The 52-year-old McGregor, who is the resident choreographer for England’s Royal Ballet, had approached Atwood, 83, in 2017 about adapting her Maddaddam trilogy of novels —  Oryx and Crake (2003), The Year of the Flood (2009) and Maddaddam (2013), for the ballet stage. He arranged the meeting through Karen Kain, the NBC’s then-artistic director. 

Maddaddam

“I’ve been a lifelong fan of the novels and I wanted to work on a project with her,” McGregor told Dance International. “Karen arranged a breakfast with the three of us, which was amazing. Then Margaret came to see Genus [McGregor’s ballet inspired by Charles Darwin’s On the Origin of Species] and wrote me a lovely note afterwards. That’s how it all started.”  

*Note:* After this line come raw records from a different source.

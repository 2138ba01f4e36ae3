//! Policy adapter over a rule document collection.
//!
//! # Purpose and responsibility
//! Implements the load / save / incremental-update contract an enforcement
//! engine expects from its policy storage, on top of any [`RuleCollection`].
//!
//! # Key invariants and assumptions
//! - Loads append in storage order and never deduplicate or sort.
//! - Every load overwrites the filtered flag; a full save is refused while it
//!   is set.
//! - Failures are passed through immediately. Nothing is retried and a load
//!   that fails halfway leaves the rules it already appended in the model.
//! - Every storage call runs under `op_timeout`. For a load the deadline
//!   covers the whole cursor walk.
//!
//! # Concurrency
//! `load` takes `&mut self` because it writes the filtered flag, so the borrow
//! checker keeps a load from overlapping a save on the same adapter. Sharing an
//! adapter between tasks needs an outer lock.
//!
//! # Save semantics
//! `save` hands the encoded model to [`RuleCollection::replace_all`]. Backends
//! with a transaction or a single lock make that atomic. The default strategy is
//! drop followed by one bulk insert; if the insert fails the collection stays
//! empty until the next successful save.
use crate::codec::{self, StoredDocument};
use crate::collection::{CollectionResult, RuleCollection};
use crate::config::AdapterConfig;
use crate::errors::{AdapterError, AdapterResult};
use crate::filter_state::FilterState;
use crate::model::{PERSISTED_SECTIONS, PolicyModel};
use crate::selector::Selector;
use futures::StreamExt;
use std::future::Future;
use std::time::Duration;

pub struct RuleAdapter<C> {
    collection: C,
    op_timeout: Duration,
    filter_state: FilterState,
}

impl<C: RuleCollection> RuleAdapter<C> {
    /// Take ownership of an opened collection and verify it answers.
    pub async fn open(collection: C, config: &AdapterConfig) -> AdapterResult<Self> {
        match tokio::time::timeout(config.op_timeout, collection.health_check()).await {
            Ok(Ok(())) => {}
            Ok(Err(err)) => return Err(AdapterError::Connection(err)),
            Err(_) => {
                return Err(AdapterError::DeadlineExceeded {
                    op: "health_check",
                    timeout: config.op_timeout,
                });
            }
        }
        tracing::info!(backend = collection.backend_name(), "policy adapter opened");
        Ok(Self {
            collection,
            op_timeout: config.op_timeout,
            filter_state: FilterState::default(),
        })
    }

    /// Release the collection's session.
    pub async fn close(self) {
        self.collection.close().await;
        tracing::info!(backend = self.collection.backend_name(), "policy adapter closed");
    }

    pub fn collection(&self) -> &C {
        &self.collection
    }

    pub fn op_timeout(&self) -> Duration {
        self.op_timeout
    }

    pub fn is_filtered(&self) -> bool {
        self.filter_state.is_filtered()
    }

    /// Load every stored rule into `model`.
    pub async fn load(&mut self, model: &mut dyn PolicyModel) -> AdapterResult<()> {
        self.load_filtered(model, &Selector::all()).await
    }

    /// Load the rules matching `filter` into `model`.
    ///
    /// A non-empty `filter` marks the adapter as filtered until the next load.
    pub async fn load_filtered(
        &mut self,
        model: &mut dyn PolicyModel,
        filter: &Selector,
    ) -> AdapterResult<()> {
        self.filter_state.record_load(filter);

        let timeout = self.op_timeout;
        let deadline = tokio::time::Instant::now() + timeout;
        let expired = || AdapterError::DeadlineExceeded { op: "find", timeout };

        let mut docs = tokio::time::timeout_at(deadline, self.collection.find(filter))
            .await
            .map_err(|_| expired())?
            .map_err(|err| AdapterError::storage("find", err))?;

        let mut loaded = 0u64;
        while let Some(item) = tokio::time::timeout_at(deadline, docs.next())
            .await
            .map_err(|_| expired())?
        {
            let doc = item.map_err(|err| AdapterError::storage("find", err))?;
            let rule = codec::decode(doc)?;
            model.append_rule(&rule.section, &rule.ptype, rule.fields);
            loaded += 1;
        }

        metrics::counter!("rulestore_rules_loaded_total").increment(loaded);
        tracing::debug!(
            loaded,
            filtered = self.filter_state.is_filtered(),
            "loaded policy rules"
        );
        Ok(())
    }

    /// Replace everything in storage with the `p` and `g` rules of `model`.
    pub async fn save(&self, model: &dyn PolicyModel) -> AdapterResult<()> {
        self.filter_state.ensure_savable()?;

        let docs: Vec<StoredDocument> = PERSISTED_SECTIONS
            .iter()
            .flat_map(|section| model.section_rules(section))
            .map(|(ptype, rule)| codec::encode(ptype, rule))
            .collect();

        let saved = self
            .within("replace_all", self.collection.replace_all(docs))
            .await
            .inspect_err(|err| {
                tracing::warn!(
                    error = %err,
                    backend = self.collection.backend_name(),
                    "policy save failed; stored rules may be incomplete"
                );
            })?;

        metrics::counter!("rulestore_rules_saved_total").increment(saved);
        tracing::debug!(saved, "saved policy rules");
        Ok(())
    }

    pub async fn add_policy(&self, sec: &str, ptype: &str, rule: &[String]) -> AdapterResult<()> {
        let doc = codec::encode(ptype, rule);
        self.within("insert_one", self.collection.insert_one(doc))
            .await?;
        metrics::counter!("rulestore_rules_added_total").increment(1);
        tracing::debug!(sec, ptype, "added policy rule");
        Ok(())
    }

    /// Insert `rules` with a single bulk insert. Returns the inserted count.
    pub async fn add_policies(
        &self,
        sec: &str,
        ptype: &str,
        rules: &[Vec<String>],
    ) -> AdapterResult<u64> {
        if rules.is_empty() {
            return Ok(0);
        }
        let docs: Vec<StoredDocument> = rules
            .iter()
            .map(|rule| codec::encode(ptype, rule))
            .collect();
        let inserted = self
            .within("insert_many", self.collection.insert_many(docs))
            .await?;
        metrics::counter!("rulestore_rules_added_total").increment(inserted);
        tracing::debug!(sec, ptype, inserted, "added policy rules");
        Ok(inserted)
    }

    /// Delete one document equal to the encoded rule.
    ///
    /// Returns whether a document was deleted. When several identical
    /// documents exist only one of them goes.
    pub async fn remove_policy(
        &self,
        sec: &str,
        ptype: &str,
        rule: &[String],
    ) -> AdapterResult<bool> {
        let selector = Selector::exact(&codec::encode(ptype, rule));
        let deleted = self
            .within("delete_one", self.collection.delete_one(&selector))
            .await?;
        if deleted {
            metrics::counter!("rulestore_rules_removed_total").increment(1);
        }
        tracing::debug!(sec, ptype, deleted, "removed policy rule");
        Ok(deleted)
    }

    /// Delete one stored document per rule. Returns how many were deleted.
    ///
    /// Each rule is its own delete; a failure part-way leaves the earlier
    /// deletions in place.
    pub async fn remove_policies(
        &self,
        sec: &str,
        ptype: &str,
        rules: &[Vec<String>],
    ) -> AdapterResult<u64> {
        let mut deleted = 0u64;
        for rule in rules {
            if self.remove_policy(sec, ptype, rule).await? {
                deleted += 1;
            }
        }
        Ok(deleted)
    }

    /// Delete every `ptype` document whose fields starting at `field_index`
    /// equal `field_values`. Empty values match anything.
    ///
    /// Returns the number of deleted documents.
    pub async fn remove_filtered_policy(
        &self,
        sec: &str,
        ptype: &str,
        field_index: usize,
        field_values: &[String],
    ) -> AdapterResult<u64> {
        let selector = Selector::field_range(ptype, field_index, field_values);
        let deleted = self
            .within("delete_many", self.collection.delete_many(&selector))
            .await?;
        metrics::counter!("rulestore_rules_removed_total").increment(deleted);
        tracing::debug!(sec, ptype, field_index, deleted, "removed filtered policy rules");
        Ok(deleted)
    }

    /// Delete every stored rule.
    pub async fn clear_policy(&self) -> AdapterResult<()> {
        self.within("drop", self.collection.drop_all()).await?;
        tracing::debug!("cleared stored policy rules");
        Ok(())
    }

    async fn within<T>(
        &self,
        op: &'static str,
        call: impl Future<Output = CollectionResult<T>>,
    ) -> AdapterResult<T> {
        match tokio::time::timeout(self.op_timeout, call).await {
            Ok(result) => result.map_err(|err| AdapterError::storage(op, err)),
            Err(_) => Err(AdapterError::DeadlineExceeded {
                op,
                timeout: self.op_timeout,
            }),
        }
    }
}

#[cfg(feature = "postgres")]
impl RuleAdapter<crate::collection::postgres::PostgresCollection> {
    /// Connect to the Postgres collection named by `config` and open an adapter on it.
    pub async fn connect(config: &AdapterConfig) -> AdapterResult<Self> {
        let pg = config
            .postgres
            .as_ref()
            .ok_or_else(|| AdapterError::Config("RULESTORE_POSTGRES_URL is not set".to_string()))?;
        let collection = crate::collection::postgres::PostgresCollection::connect(pg)
            .await
            .map_err(AdapterError::Connection)?;
        Self::open(collection, config).await
    }
}

#[cfg(test)]
mod tests {
    use super::*;
    use crate::collection::memory::InMemoryCollection;
    use crate::model::RuleModel;

    fn rule(values: &[&str]) -> Vec<String> {
        values.iter().map(|value| value.to_string()).collect()
    }

    async fn adapter_with(docs: Vec<StoredDocument>) -> RuleAdapter<InMemoryCollection> {
        RuleAdapter::open(
            InMemoryCollection::with_documents(docs),
            &AdapterConfig::default(),
        )
        .await
        .expect("open")
    }

    #[tokio::test]
    async fn load_then_save_round_trips_storage() {
        let mut adapter = adapter_with(vec![
            codec::encode("p", &rule(&["alice", "data1", "read"])),
            codec::encode("g", &rule(&["alice", "admin"])),
        ])
        .await;
        let mut model = RuleModel::new();
        adapter.load(&mut model).await.expect("load");
        assert_eq!(model.rules("p", "p"), &[rule(&["alice", "data1", "read"])]);
        assert_eq!(model.rules("g", "g"), &[rule(&["alice", "admin"])]);
        assert!(!adapter.is_filtered());

        adapter.save(&model).await.expect("save");
        let mut stored = adapter.collection().documents().await;
        stored.sort_by(|a, b| a.ptype.cmp(&b.ptype));
        assert_eq!(
            stored,
            vec![
                codec::encode("g", &rule(&["alice", "admin"])),
                codec::encode("p", &rule(&["alice", "data1", "read"])),
            ]
        );
    }

    #[tokio::test]
    async fn save_ignores_sections_other_than_policy_and_grouping() {
        let adapter = adapter_with(Vec::new()).await;
        let mut model = RuleModel::new();
        model.append_rule("p", "p", rule(&["alice", "data1", "read"]));
        model.append_rule("e", "e", rule(&["some(where (p.eft == allow))"]));
        adapter.save(&model).await.expect("save");
        assert_eq!(
            adapter.collection().documents().await,
            vec![codec::encode("p", &rule(&["alice", "data1", "read"]))]
        );
    }

    #[tokio::test]
    async fn add_and_remove_policies_in_bulk() {
        let adapter = adapter_with(Vec::new()).await;
        let rules = vec![rule(&["alice", "data1", "read"]), rule(&["bob", "data2", "write"])];
        let inserted = adapter.add_policies("p", "p", &rules).await.expect("add");
        assert_eq!(inserted, 2);
        assert_eq!(adapter.add_policies("p", "p", &[]).await.expect("add"), 0);

        let deleted = adapter
            .remove_policies("p", "p", &[rule(&["bob", "data2", "write"]), rule(&["carol"])])
            .await
            .expect("remove");
        assert_eq!(deleted, 1);
        assert_eq!(
            adapter.collection().documents().await,
            vec![codec::encode("p", &rule(&["alice", "data1", "read"]))]
        );

        adapter.clear_policy().await.expect("clear");
        assert!(adapter.collection().is_empty().await);
    }

    #[tokio::test]
    async fn close_releases_the_collection() {
        let adapter = adapter_with(Vec::new()).await;
        assert_eq!(adapter.op_timeout(), Duration::from_secs(10));
        adapter.close().await;
    }
}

Atwood, for her part, told the NBC that the idea of adapting the Maddaddam trilogy — a dystopian tale about a scientist who initiates a pandemic in order to wipe out humanity to allow his own genetically engineered species to thrive, as well as the few humans who survive and navigate the fallout — is a natural fit for the ballet stage. 

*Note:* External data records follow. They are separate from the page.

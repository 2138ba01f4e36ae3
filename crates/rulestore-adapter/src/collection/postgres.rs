//! Postgres-backed rule collection.
//!
//! # What this module is
//! A document collection stored in a single Postgres table. Each row holds one
//! rule document as JSONB next to a `BIGSERIAL` id that records insertion order:
//!
//! ```sql
//! CREATE TABLE casbin_rules (id BIGSERIAL PRIMARY KEY, doc JSONB NOT NULL);
//! ```
//!
//! # Key invariants
//! - Documents always carry all seven keys, so JSONB containment (`doc @> $1`)
//!   with a selector object is exactly equality on the selected keys. The empty
//!   object `{}` is contained in every document.
//! - Reads are ordered by `id`, which is insertion order.
//! - `replace_all` deletes and re-inserts inside one transaction. Readers see the
//!   old rule set or the new one, and a failed insert rolls the delete back.
//!
//! # Security notes
//! - Database URLs may contain credentials; avoid logging them.
//! - Selector values are always bound parameters. The only SQL text is fixed at
//!   compile time.
//!
//! # Concurrency model
//! - `sqlx::PgPool` manages connections; each call acquires one from the pool.
//! - A `find` stream holds its pooled connection until it is dropped.
use super::{CollectionError, CollectionResult, DocumentStream, RuleCollection};
use crate::codec::StoredDocument;
use crate::config::PostgresConfig;
use crate::selector::Selector;
use anyhow::anyhow;
use async_trait::async_trait;
use futures::StreamExt;
use serde_json::Value;
use sqlx::PgPool;
use sqlx::postgres::{PgConnectOptions, PgPoolOptions};
use std::str::FromStr;
use std::time::Duration;

const FIND_SQL: &str = "SELECT doc FROM casbin_rules WHERE doc @> $1::jsonb ORDER BY id";
const INSERT_ONE_SQL: &str = "INSERT INTO casbin_rules (doc) VALUES ($1::jsonb)";
const INSERT_MANY_SQL: &str = "INSERT INTO casbin_rules (doc) \
     SELECT elem FROM jsonb_array_elements($1::jsonb) WITH ORDINALITY AS t(elem, ord) \
     ORDER BY ord";
const DELETE_ONE_SQL: &str = "DELETE FROM casbin_rules WHERE id = \
     (SELECT id FROM casbin_rules WHERE doc @> $1::jsonb ORDER BY id LIMIT 1)";
const DELETE_MANY_SQL: &str = "DELETE FROM casbin_rules WHERE doc @> $1::jsonb";
const DROP_SQL: &str = "DELETE FROM casbin_rules";

impl From<sqlx::Error> for CollectionError {
    fn from(err: sqlx::Error) -> Self {
        CollectionError::Unexpected(err.into())
    }
}

impl From<sqlx::migrate::MigrateError> for CollectionError {
    fn from(err: sqlx::migrate::MigrateError) -> Self {
        CollectionError::Unexpected(err.into())
    }
}

/// Durable rule collection backed by Postgres.
///
/// # Example
/// ```rust,no_run
/// use rulestore_adapter::config::PostgresConfig;
/// use rulestore_adapter::collection::postgres::PostgresCollection;
///
/// async fn open(pg: PostgresConfig) {
///     let _ = PostgresCollection::connect(&pg).await;
/// }
/// ```
pub struct PostgresCollection {
    pool: PgPool,
}

impl PostgresCollection {
    /// Connect, then apply the embedded migrations.
    pub async fn connect(pg: &PostgresConfig) -> CollectionResult<Self> {
        Self::connect_internal(pg, true).await
    }

    /// Connect to a database whose schema is managed elsewhere.
    pub async fn connect_without_migrations(pg: &PostgresConfig) -> CollectionResult<Self> {
        Self::connect_internal(pg, false).await
    }

    /// Wrap an existing pool. The `casbin_rules` table must already exist.
    pub fn from_pool(pool: PgPool) -> Self {
        Self { pool }
    }

    async fn connect_internal(
        pg: &PostgresConfig,
        run_migrations: bool,
    ) -> CollectionResult<Self> {
        // `acquire_timeout` bounds how long a call waits for a pooled connection and
        // `connect_timeout` bounds establishing a new one. Avoid logging `pg.url`.
        let connect_options = PgConnectOptions::from_str(&pg.url)?;
        let pool = tokio::time::timeout(
            Duration::from_millis(pg.connect_timeout_ms),
            PgPoolOptions::new()
                .max_connections(pg.max_connections)
                .acquire_timeout(Duration::from_millis(pg.acquire_timeout_ms))
                .connect_with(connect_options),
        )
        .await
        .map_err(|_| anyhow!("timed out connecting to postgres"))??;

        if run_migrations {
            sqlx::migrate!("./migrations").run(&pool).await?;
        }

        Ok(Self { pool })
    }

    pub fn pool(&self) -> &PgPool {
        &self.pool
    }
}

fn to_json<T: serde::Serialize + ?Sized>(doc: &T) -> CollectionResult<Value> {
    serde_json::to_value(doc).map_err(|err| CollectionError::Unexpected(err.into()))
}

fn decode_row(value: Value) -> CollectionResult<StoredDocument> {
    Ok(StoredDocument::from_json(value)?)
}

#[async_trait]
impl RuleCollection for PostgresCollection {
    async fn find<'a>(&'a self, selector: &Selector) -> CollectionResult<DocumentStream<'a>> {
        let rows = sqlx::query_scalar::<_, Value>(FIND_SQL)
            .bind(selector.to_json())
            .fetch(&self.pool);
        Ok(rows
            .map(|row| row.map_err(CollectionError::from).and_then(decode_row))
            .boxed())
    }

    async fn insert_one(&self, doc: StoredDocument) -> CollectionResult<()> {
        sqlx::query(INSERT_ONE_SQL)
            .bind(to_json(&doc)?)
            .execute(&self.pool)
            .await?;
        Ok(())
    }

    async fn insert_many(&self, docs: Vec<StoredDocument>) -> CollectionResult<u64> {
        let batch = to_json(&docs)?;
        let result = sqlx::query(INSERT_MANY_SQL)
            .bind(batch)
            .execute(&self.pool)
            .await?;
        Ok(result.rows_affected())
    }

    async fn delete_one(&self, selector: &Selector) -> CollectionResult<bool> {
        let result = sqlx::query(DELETE_ONE_SQL)
            .bind(selector.to_json())
            .execute(&self.pool)
            .await?;
        Ok(result.rows_affected() > 0)
    }

    async fn delete_many(&self, selector: &Selector) -> CollectionResult<u64> {
        let result = sqlx::query(DELETE_MANY_SQL)
            .bind(selector.to_json())
            .execute(&self.pool)
            .await?;
        Ok(result.rows_affected())
    }

    async fn drop_all(&self) -> CollectionResult<()> {
        sqlx::query(DROP_SQL).execute(&self.pool).await?;
        Ok(())
    }

    async fn replace_all(&self, docs: Vec<StoredDocument>) -> CollectionResult<u64> {
        let batch = to_json(&docs)?;
        let mut tx = self.pool.begin().await?;
        sqlx::query(DROP_SQL).execute(&mut *tx).await?;
        let result = sqlx::query(INSERT_MANY_SQL)
            .bind(batch)
            .execute(&mut *tx)
            .await?;
        tx.commit().await?;
        Ok(result.rows_affected())
    }

    async fn health_check(&self) -> CollectionResult<()> {
        sqlx::query("SELECT 1").execute(&self.pool).await?;
        Ok(())
    }

    async fn close(&self) {
        self.pool.close().await;
    }

    fn backend_name(&self) -> &'static str {
        "postgres"
    }
}
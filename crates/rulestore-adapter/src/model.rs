//! In-memory rule model seam.
//!
//! The enforcement engine owns the model; the adapter only appends decoded
//! rules to it and reads rules back out of it. [`PolicyModel`] is that narrow
//! surface. [`RuleModel`] is a plain implementation that keeps rules in
//! storage order without deduplication.
use std::collections::BTreeMap;

/// Section holding policy rules (`p`, `p2`, ...).
pub const POLICY_SECTION: &str = "p";
/// Section holding grouping/role rules (`g`, `g2`, ...).
pub const GROUPING_SECTION: &str = "g";
/// Sections persisted by a full save.
pub const PERSISTED_SECTIONS: [&str; 2] = [POLICY_SECTION, GROUPING_SECTION];

pub trait PolicyModel: Send + Sync {
    /// Append `rule` to `section`/`ptype`.
    fn append_rule(&mut self, section: &str, ptype: &str, rule: Vec<String>);

    /// Every rule in `section` as `(ptype, fields)` pairs.
    fn section_rules(&self, section: &str) -> Vec<(&str, &[String])>;
}

#[derive(Debug, Clone, Default, PartialEq, Eq)]
pub struct RuleModel {
    sections: BTreeMap<String, BTreeMap<String, Vec<Vec<String>>>>,
}

impl RuleModel {
    pub fn new() -> Self {
        Self::default()
    }

    /// Rules stored under `section`/`ptype`, in append order.
    pub fn rules(&self, section: &str, ptype: &str) -> &[Vec<String>] {
        self.sections
            .get(section)
            .and_then(|types| types.get(ptype))
            .map(Vec::as_slice)
            .unwrap_or(&[])
    }

    pub fn len(&self) -> usize {
        self.sections
            .values()
            .flat_map(BTreeMap::values)
            .map(Vec::len)
            .sum()
    }

    pub fn is_empty(&self) -> bool {
        self.len() == 0
    }

    pub fn clear(&mut self) {
        self.sections.clear();
    }
}

impl PolicyModel for RuleModel {
    fn append_rule(&mut self, section: &str, ptype: &str, rule: Vec<String>) {
        self.sections
            .entry(section.to_string())
            .or_default()
            .entry(ptype.to_string())
            .or_default()
            .push(rule);
    }

    fn section_rules(&self, section: &str) -> Vec<(&str, &[String])> {
        let Some(types) = self.sections.get(section) else {
            return Vec::new();
        };
        types
            .iter()
            .flat_map(|(ptype, rules)| {
                rules
                    .iter()
                    .map(move |rule| (ptype.as_str(), rule.as_slice()))
            })
            .collect()
    }
}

“My first thought was, let’s do this. Because I’d always had this idea that it could be a ballet,” Atwood said. “It’s very visual and it’s very bizarre.”

And McGregor himself told the Globe and Mail that, despite his position with The Royal Ballet across the pond, it was important to him to debut this ballet in Canada. 

“I felt with a Canadian writer, it was a really Canadian project,” McGregor said. “And I thought it would be really lovely to make it here.”  

Then, of course, as it did for so many others, the COVID-19 pandemic threw a wrench into the ballet’s plans. The original 2020 première didn’t happen, and now MADDADDAM is set to make its world première at the NBC on Nov. 23. 

The production has, understandably, changed in the two years since MADDADDAM was originally slated to open, including adding references familiar to those who lived through the real-life pandemic. 

McGregor told the Globe and Mail that, “it has an even deeper resonance” now, and that “we’ve tried to build the images now in relationship to what we’ve all been through.”

Cityscapes in the production from different Canadian locales, including Toronto, will also prove recognizable to audiences. 

“Themes of extinction and invention, hubris and humanity are spliced together with aspects of Atwood’s activism and her deep connection to the Canadian landscape, past and present,” the NBC adds on its website, which also notes that the production “features original music from the ground-breaking contemporary composer Max Richter.” McGregor and Richter have worked together on numerous projects in the past. 

“I think it will be amazing. It’s going to be a massive production,” Atwood told the NBC. “Wayne has done some pretty big projects lately and he’s an unconventional thinker. That is what you need for a project like this. I’m looking forward to the big revelation.” 

She added, “I’m here, ready to be wowed.”